Os vereadores de Londrina aprovaram, em regime de urgência, a tramitação do PL nº 56/2026, que estabelece um reajuste salarial de 4,30% para os servidores do Legislativo e para os subsídios dos vereadores. A recomposição é baseada no INPC (Índice Nacional de Preços ao Consumidor) acumulado entre fevereiro de 2025 e janeiro de 2026. Caso seja aprovado em definitivo, o projeto terá efeito retroativo a 1º de fevereiro deste ano.
A proposta, de autoria da Mesa Executiva, tem como objetivo repor as perdas do poder aquisitivo nos últimos 12 meses, sem caracterizar aumento real, conforme previsto na Constituição Federal e na Lei Municipal nº 13.746/2024.
Com a atualização, o salário do presidente da Câmara, Emanoel Gomes, passará de R$ 16.462,22 para R$ 17.170,10. Já os vencimentos dos demais parlamentares subirão de R$ 14.157,50 para R$ 14.766,27.
Votaram a favor: Anne Ada (Avante), Antonio Amaral (PSD), Emanoel Gomes (Republicanos), Flavia Cabral (PP), Mestre Madureira (PP), Michelle Thomazinho (PL), Paula Vicente (PT), Régis Choucino (PP), Santão (PL) e Sidnei Matias (Avante).
Votaram contra: Deivid Wisley (Republicanos), Giovani Mattos (PSD), Jessicão (PL), Marcelo Oguido (PL), Matheus Thum (PP) e Roberto Fu (PL).
Estiveram ausentes: Chavão (Republicanos), Marinho (PL) e Valdir Santa Fé (PP).

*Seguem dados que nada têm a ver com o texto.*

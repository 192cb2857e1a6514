//! Authentication endpoints.
//!
//! Login uses an OAuth2 form body (`username`/`password`); all other
//! auth endpoints are JSON. Successful login/2FA/refresh responses
//! install the returned token pair into the token manager.

use crate::error::{ClientError, ClientResult};
use crate::http::ApiClient;
use crate::query;
use mira_core::{LoginResponse, TokenPair, TwoFactorSetup, User, UserCreate};
use serde::{Deserialize, Serialize};
use tracing::{info, instrument, warn};

/// Generic `{ "message": ... }` acknowledgement.
#[derive(Debug, Clone, Deserialize)]
pub struct Ack {
    pub message: String,
}

#[derive(Serialize)]
struct LoginForm<'a> {
    // OAuth2 password grant uses "username" even though we log in by email.
    username: &'a str,
    password: &'a str,
}

#[derive(Serialize)]
struct TwoFactorVerify<'a> {
    pre_auth_token: &'a str,
    code: &'a str,
}

#[derive(Serialize)]
struct TwoFactorConfirm<'a> {
    secret: &'a str,
    code: &'a str,
}

#[derive(Serialize)]
struct TwoFactorDisable<'a> {
    code: &'a str,
}

#[derive(Serialize)]
struct RefreshRequest<'a> {
    refresh_token: &'a str,
}

#[derive(Serialize)]
struct ForgotPassword<'a> {
    email: &'a str,
}

#[derive(Serialize)]
struct ResetPassword<'a> {
    token: &'a str,
    new_password: &'a str,
}

#[derive(Serialize)]
struct ChangePassword<'a> {
    old_password: &'a str,
    new_password: &'a str,
    confirm_password: &'a str,
}

impl ApiClient {
    /// Register a new user. Does not log in; the account must verify
    /// its email first.
    pub async fn register(&self, user: &UserCreate) -> ClientResult<User> {
        self.post_public("/auth/register", user).await
    }

    /// Login with email and password.
    ///
    /// Stores the token pair unless the account requires 2FA, in which
    /// case the caller must follow up with [`verify_2fa`].
    ///
    /// [`verify_2fa`]: ApiClient::verify_2fa
    #[instrument(skip(self, password), fields(email = %email))]
    pub async fn login(&self, email: &str, password: &str) -> ClientResult<LoginResponse> {
        let response: LoginResponse = self
            .post_form("/auth/login", &LoginForm { username: email, password })
            .await?;

        if let Some(pair) = response.tokens() {
            self.tokens().set_tokens(pair)?;
            info!("Login successful");
        } else if response.require_2fa {
            info!("Login pending 2FA verification");
        }

        Ok(response)
    }

    /// Complete a 2FA-gated login. Stores the issued pair.
    pub async fn verify_2fa(&self, pre_auth_token: &str, code: &str) -> ClientResult<TokenPair> {
        let pair: TokenPair = self
            .post_public("/auth/2fa/verify", &TwoFactorVerify { pre_auth_token, code })
            .await?;
        self.tokens().set_tokens(pair.clone())?;
        Ok(pair)
    }

    /// Begin 2FA enrollment: returns the TOTP secret and QR URI.
    pub async fn setup_2fa(&self) -> ClientResult<TwoFactorSetup> {
        self.post_empty("/auth/2fa/setup").await
    }

    /// Confirm 2FA enrollment with a code generated from the secret.
    pub async fn confirm_2fa(&self, secret: &str, code: &str) -> ClientResult<Ack> {
        self.post("/auth/2fa/confirm", &TwoFactorConfirm { secret, code })
            .await
    }

    /// Disable 2FA on the account.
    pub async fn disable_2fa(&self, code: &str) -> ClientResult<Ack> {
        self.post("/auth/2fa/disable", &TwoFactorDisable { code })
            .await
    }

    /// Explicitly exchange the stored refresh token for a new pair.
    ///
    /// The request executor refreshes transparently on 401; this is for
    /// callers that want to refresh ahead of expiry.
    pub async fn refresh(&self) -> ClientResult<TokenPair> {
        let Some(refresh_token) = self.tokens().refresh_token() else {
            return Err(ClientError::Api {
                code: "NO_REFRESH_TOKEN".to_string(),
                message: "No refresh token".to_string(),
                status: 401,
            });
        };

        let pair: TokenPair = self
            .post_public(
                "/auth/refresh",
                &RefreshRequest {
                    refresh_token: &refresh_token,
                },
            )
            .await?;
        self.tokens().set_tokens(pair.clone())?;
        Ok(pair)
    }

    /// Logout. The server call is best-effort; tokens are cleared
    /// locally regardless of its outcome.
    pub async fn logout(&self) -> ClientResult<()> {
        let result: ClientResult<Ack> = self.post_empty("/auth/logout").await;
        if let Err(e) = result {
            warn!(error = %e, "Server-side logout failed, clearing local tokens anyway");
        }
        self.tokens().clear()?;
        Ok(())
    }

    /// Request a password-reset email.
    pub async fn forgot_password(&self, email: &str) -> ClientResult<Ack> {
        self.post_public("/auth/forgot-password", &ForgotPassword { email })
            .await
    }

    /// Reset the password using an emailed token.
    pub async fn reset_password(&self, token: &str, new_password: &str) -> ClientResult<Ack> {
        self.post_public("/auth/reset-password", &ResetPassword { token, new_password })
            .await
    }

    /// Change the password of the authenticated account.
    pub async fn change_password(
        &self,
        old_password: &str,
        new_password: &str,
        confirm_password: &str,
    ) -> ClientResult<Ack> {
        self.post(
            "/auth/change-password",
            &ChangePassword {
                old_password,
                new_password,
                confirm_password,
            },
        )
        .await
    }

    /// Re-send the account verification email.
    pub async fn resend_verification(&self, email: &str) -> ClientResult<Ack> {
        let q = query::build(&[("email", Some(email.to_string()))]);
        self.request(
            reqwest::Method::POST,
            &format!("/auth/resend-verification{q}"),
            None::<&()>,
            crate::http::Auth::None,
        )
        .await
    }

    /// Verify the account email with an emailed token.
    pub async fn verify_email(&self, token: &str) -> ClientResult<Ack> {
        let q = query::build(&[("token", Some(token.to_string()))]);
        self.request(
            reqwest::Method::POST,
            &format!("/auth/verify-email{q}"),
            None::<&()>,
            crate::http::Auth::None,
        )
        .await
    }
}
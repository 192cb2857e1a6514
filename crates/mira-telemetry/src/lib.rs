//! Structured logging for the Mira copy-trading client.

pub mod error;
pub mod logging;

pub use error::{TelemetryError, TelemetryResult};
pub use logging::init_logging;
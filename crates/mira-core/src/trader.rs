//! Trader profile types.

use crate::money::Amount;
use chrono::{DateTime, Utc};
use rust_decimal::Decimal;
use serde::{Deserialize, Serialize};
use uuid::Uuid;

/// Trader lifecycle status.
///
/// New traders start in `Incubation` after approval and graduate to
/// `Active` once their track record qualifies.
#[derive(Debug, Clone, Copy, PartialEq, Eq, Serialize, Deserialize)]
#[serde(rename_all = "SCREAMING_SNAKE_CASE")]
pub enum TraderStatus {
    Draft,
    Pending,
    Incubation,
    Active,
    Suspended,
}

/// Public trader profile listed for copy trading.
#[derive(Debug, Clone, Serialize, Deserialize)]
pub struct TraderProfile {
    pub id: Uuid,
    pub user_id: Uuid,
    pub alias: String,
    pub bio: Option<String>,
    pub status: TraderStatus,
    pub is_active: bool,
    pub performance_fee_percentage: Decimal,
    pub min_allocation_amount: Amount,
    pub max_allocation_amount: Option<Amount>,
    pub max_subscribers: Option<u32>,
    pub current_subscribers: u32,
    pub total_pnl: Amount,
    pub win_rate: Decimal,
    pub total_trades: u64,
    pub created_at: DateTime<Utc>,
    pub updated_at: DateTime<Utc>,
}

/// Application payload for becoming a trader.
#[derive(Debug, Clone, Serialize, Deserialize)]
pub struct TraderProfileCreate {
    pub alias: String,
    #[serde(skip_serializing_if = "Option::is_none")]
    pub bio: Option<String>,
    #[serde(skip_serializing_if = "Option::is_none")]
    pub performance_fee_percentage: Option<Decimal>,
    #[serde(skip_serializing_if = "Option::is_none")]
    pub min_allocation_amount: Option<Amount>,
    #[serde(skip_serializing_if = "Option::is_none")]
    pub max_allocation_amount: Option<Amount>,
    #[serde(skip_serializing_if = "Option::is_none")]
    pub max_subscribers: Option<u32>,
}

/// Partial update for an existing trader profile.
#[derive(Debug, Clone, Default, Serialize, Deserialize)]
pub struct TraderProfileUpdate {
    #[serde(skip_serializing_if = "Option::is_none")]
    pub alias: Option<String>,
    #[serde(skip_serializing_if = "Option::is_none")]
    pub bio: Option<String>,
    #[serde(skip_serializing_if = "Option::is_none")]
    pub performance_fee_percentage: Option<Decimal>,
    #[serde(skip_serializing_if = "Option::is_none")]
    pub max_subscribers: Option<u32>,
}

impl TraderProfile {
    /// Whether the trader currently accepts new subscribers.
    pub fn accepts_subscribers(&self) -> bool {
        if !self.is_active || self.status != TraderStatus::Active {
            return false;
        }
        match self.max_subscribers {
            Some(max) => self.current_subscribers < max,
            None => true,
        }
    }
}

#[cfg(test)]
mod tests {
    use super::*;
    use rust_decimal_macros::dec;

    fn profile(status: TraderStatus, current: u32, max: Option<u32>) -> TraderProfile {
        TraderProfile {
            id: Uuid::new_v4(),
            user_id: Uuid::new_v4(),
            alias: "momentum".to_string(),
            bio: None,
            status,
            is_active: true,
            performance_fee_percentage: dec!(10),
            min_allocation_amount: Amount::new(dec!(100)),
            max_allocation_amount: None,
            max_subscribers: max,
            current_subscribers: current,
            total_pnl: Amount::ZERO,
            win_rate: dec!(0.55),
            total_trades: 120,
            created_at: Utc::now(),
            updated_at: Utc::now(),
        }
    }

    #[test]
    fn test_accepts_subscribers_capacity() {
        assert!(profile(TraderStatus::Active, 5, Some(10)).accepts_subscribers());
        assert!(!profile(TraderStatus::Active, 10, Some(10)).accepts_subscribers());
        assert!(profile(TraderStatus::Active, 1000, None).accepts_subscribers());
    }

    #[test]
    fn test_accepts_subscribers_requires_active_status() {
        assert!(!profile(TraderStatus::Incubation, 0, None).accepts_subscribers());
        assert!(!profile(TraderStatus::Suspended, 0, None).accepts_subscribers());
    }
}
//! Wallet and ledger endpoints.

use crate::error::ClientResult;
use crate::http::ApiClient;
use crate::query;
use chrono::{DateTime, Utc};
use mira_core::{Amount, LedgerAccount, LedgerEntry, Page, TransactionType};
use serde::{Deserialize, Serialize};
use uuid::Uuid;

/// Filters for the ledger listing.
#[derive(Debug, Clone, Default)]
pub struct LedgerParams {
    pub page: Option<u32>,
    pub page_size: Option<u32>,
    pub transaction_type: Option<TransactionType>,
    pub start_date: Option<DateTime<Utc>>,
    pub end_date: Option<DateTime<Utc>>,
}

#[derive(Serialize)]
struct DepositRequest<'a> {
    amount: Amount,
    currency: &'a str,
}

/// A deposit handoff to the payment provider.
#[derive(Debug, Clone, Deserialize)]
pub struct DepositInit {
    pub payment_url: String,
    pub reference: String,
}

#[derive(Serialize)]
struct WithdrawalRequest<'a> {
    amount: Amount,
    currency: &'a str,
    bank_account_id: Uuid,
}

/// Acknowledged withdrawal request.
#[derive(Debug, Clone, Deserialize)]
pub struct WithdrawalReceipt {
    pub reference: String,
    pub status: String,
}

impl ApiClient {
    /// Balances of the user's ledger accounts.
    pub async fn wallet_balance(&self) -> ClientResult<Vec<LedgerAccount>> {
        self.get("/wallet/balance").await
    }

    /// Paginated ledger entries, filterable by type and date range.
    pub async fn ledger(&self, params: &LedgerParams) -> ClientResult<Page<LedgerEntry>> {
        let q = query::build(&[
            ("page", params.page.map(|p| p.to_string())),
            ("page_size", params.page_size.map(|p| p.to_string())),
            (
                "transaction_type",
                params.transaction_type.map(|t| t.as_str().to_string()),
            ),
            ("start_date", params.start_date.map(|d| d.to_rfc3339())),
            ("end_date", params.end_date.map(|d| d.to_rfc3339())),
        ]);
        self.get(&format!("/wallet/ledger{q}")).await
    }

    /// Start a deposit; the user completes payment at the returned URL.
    pub async fn initiate_deposit(
        &self,
        amount: Amount,
        currency: &str,
    ) -> ClientResult<DepositInit> {
        self.post("/wallet/deposit", &DepositRequest { amount, currency })
            .await
    }

    /// Request a withdrawal to a registered bank account.
    pub async fn request_withdrawal(
        &self,
        amount: Amount,
        currency: &str,
        bank_account_id: Uuid,
    ) -> ClientResult<WithdrawalReceipt> {
        self.post(
            "/wallet/withdraw",
            &WithdrawalRequest {
                amount,
                currency,
                bank_account_id,
            },
        )
        .await
    }
}
//! Realtime feed message types.
//!
//! Messages arrive as JSON envelopes `{"type": ..., "payload": ...}`.
//! Payload fields are camelCase on the wire.

use chrono::{DateTime, Utc};
use mira_core::OrderSide;
use mira_stores::ConnectionStatus;
use rust_decimal::Decimal;
use serde::Deserialize;
use uuid::Uuid;

/// Engine/exchange reachability report, sent on every heartbeat.
#[derive(Debug, Clone, Deserialize)]
#[serde(rename_all = "camelCase")]
pub struct SystemStatusPayload {
    pub sentinel: ConnectionStatus,
    pub exchange: ConnectionStatus,
    /// Signal-to-order latency measured by the engine (ms).
    pub execution_latency: u64,
    /// Round-trip latency of the feed itself (ms), when measured.
    #[serde(default)]
    pub websocket_latency: Option<u64>,
}

/// A leader trade observed by the engine.
#[derive(Debug, Clone, Deserialize)]
#[serde(rename_all = "camelCase")]
pub struct TradeSignalPayload {
    pub trader_id: Uuid,
    pub symbol: String,
    pub side: OrderSide,
    pub price: Decimal,
    pub quantity: Decimal,
    pub timestamp: DateTime<Utc>,
}

/// Outcome of one copied execution.
#[derive(Debug, Clone, Copy, PartialEq, Eq, Deserialize)]
#[serde(rename_all = "lowercase")]
pub enum ExecutionOutcome {
    Executed,
    Failed,
}

#[derive(Debug, Clone, Deserialize)]
#[serde(rename_all = "camelCase")]
pub struct TradeExecutedPayload {
    pub trade_id: Uuid,
    pub subscription_id: Uuid,
    pub symbol: String,
    pub side: OrderSide,
    pub executed_quantity: Decimal,
    pub executed_price: Decimal,
    /// Copy latency (ms).
    pub latency: u64,
    pub status: ExecutionOutcome,
    #[serde(default)]
    pub error: Option<String>,
}

/// Wallet balance change pushed after ledger postings.
#[derive(Debug, Clone, Deserialize)]
#[serde(rename_all = "camelCase")]
pub struct BalanceUpdatePayload {
    pub account_id: Uuid,
    pub balance: Decimal,
    pub available: Decimal,
    pub locked: Decimal,
}

/// A parsed feed event.
#[derive(Debug, Clone)]
pub enum FeedEvent {
    SystemStatus(SystemStatusPayload),
    TradeSignal(TradeSignalPayload),
    TradeExecuted(TradeExecutedPayload),
    BalanceUpdate(BalanceUpdatePayload),
}
//! Wallet commands.

use anyhow::{bail, Result};
use clap::Subcommand;
use mira_client::{ApiClient, LedgerParams};
use mira_core::TransactionType;

#[derive(Subcommand, Debug)]
pub enum WalletCommand {
    /// Show account balances
    Balance,
    /// Show ledger entries
    Ledger {
        #[arg(long, default_value_t = 1)]
        page: u32,
        #[arg(long, default_value_t = 20)]
        page_size: u32,
        /// Filter by type, e.g. deposit, withdrawal, trade-pnl or fee
        #[arg(long, value_name = "TYPE")]
        r#type: Option<String>,
    },
}

fn parse_transaction_type(s: &str) -> Result<TransactionType> {
    match s.to_lowercase().as_str() {
        "deposit" => Ok(TransactionType::Deposit),
        "withdrawal" => Ok(TransactionType::Withdrawal),
        "trade-pnl" | "trade_pnl" => Ok(TransactionType::TradePnl),
        "fee" => Ok(TransactionType::Fee),
        "profit-share" | "profit_share" => Ok(TransactionType::ProfitShare),
        "referral" => Ok(TransactionType::Referral),
        "adjustment" => Ok(TransactionType::Adjustment),
        other => bail!("unknown transaction type '{other}'"),
    }
}

pub async fn run(client: &ApiClient, command: WalletCommand) -> Result<()> {
    match command {
        WalletCommand::Balance => {
            let accounts = client.wallet_balance().await?;
            println!("{:<12} {:<10} {:>16}", "TYPE", "CURRENCY", "BALANCE");
            for account in &accounts {
                println!(
                    "{:<12} {:<10} {:>16}",
                    account.account_type, account.currency, account.balance
                );
            }
        }
        WalletCommand::Ledger {
            page,
            page_size,
            r#type,
        } => {
            let params = LedgerParams {
                page: Some(page),
                page_size: Some(page_size),
                transaction_type: r#type.as_deref().map(parse_transaction_type).transpose()?,
                start_date: None,
                end_date: None,
            };
            let entries = client.ledger(&params).await?;

            println!(
                "{:<20} {:<12} {:>14} {:>14}  {}",
                "DATE", "TYPE", "AMOUNT", "BALANCE", "DESCRIPTION"
            );
            for entry in &entries.items {
                println!(
                    "{:<20} {:<12} {:>14} {:>14}  {}",
                    entry.created_at.format("%Y-%m-%d %H:%M:%S"),
                    entry.transaction_type.as_str(),
                    entry.amount,
                    entry.balance_after,
                    entry.description,
                );
            }
            println!(
                "page {}/{} ({} entries)",
                entries.page, entries.total_pages, entries.total
            );
        }
    }
    Ok(())
}
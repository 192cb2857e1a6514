//! Core domain types for the Mira copy-trading client.
//!
//! This crate provides the types shared by every other crate:
//! - `Amount`: precision-safe monetary values
//! - `User`, `TraderProfile`, `Subscription`, `Trade`: platform entities
//! - `LedgerAccount`, `LedgerEntry`, `WalletBalance`: wallet accounting views
//! - `Page<T>`: paginated API responses

pub mod auth;
pub mod error;
pub mod keys;
pub mod money;
pub mod page;
pub mod subscription;
pub mod trade;
pub mod trader;
pub mod user;
pub mod wallet;

pub use auth::{LoginResponse, TokenPair, TwoFactorSetup};
pub use error::{CoreError, Result};
pub use keys::{Exchange, ExchangeKey, ExchangeKeyCreate, ExchangeKeyUpdate, KeyValidation};
pub use money::Amount;
pub use page::Page;
pub use subscription::{
    CopyMode, Subscription, SubscriptionCreate, SubscriptionStatus, SubscriptionUpdate,
};
pub use trade::{OrderSide, OrderType, Trade, TradeStatus};
pub use trader::{TraderProfile, TraderProfileCreate, TraderProfileUpdate, TraderStatus};
pub use user::{
    AuditLog, KycStatus, KycSummary, ProfileUpdate, TraderProfileSummary, User, UserCreate,
    UserFull, UserStatus,
};
pub use wallet::{LedgerAccount, LedgerEntry, TransactionType, WalletBalance};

Em nota, a Câmara Municipal de Londrina reafirmou que o projeto trata exclusivamente da reposição inflacionária, aplicada de forma isonômica a servidores e agentes políticos. A instituição destacou que não há majoração real de valores, mas apenas a preservação do poder aquisitivo diante da inflação do último ano. O Legislativo ressaltou ainda que a utilização de um Projeto de Lei garante transparência, debate público e segurança jurídica, mantendo o compromisso com a responsabilidade fiscal e a legalidade na gestão dos recursos públicos.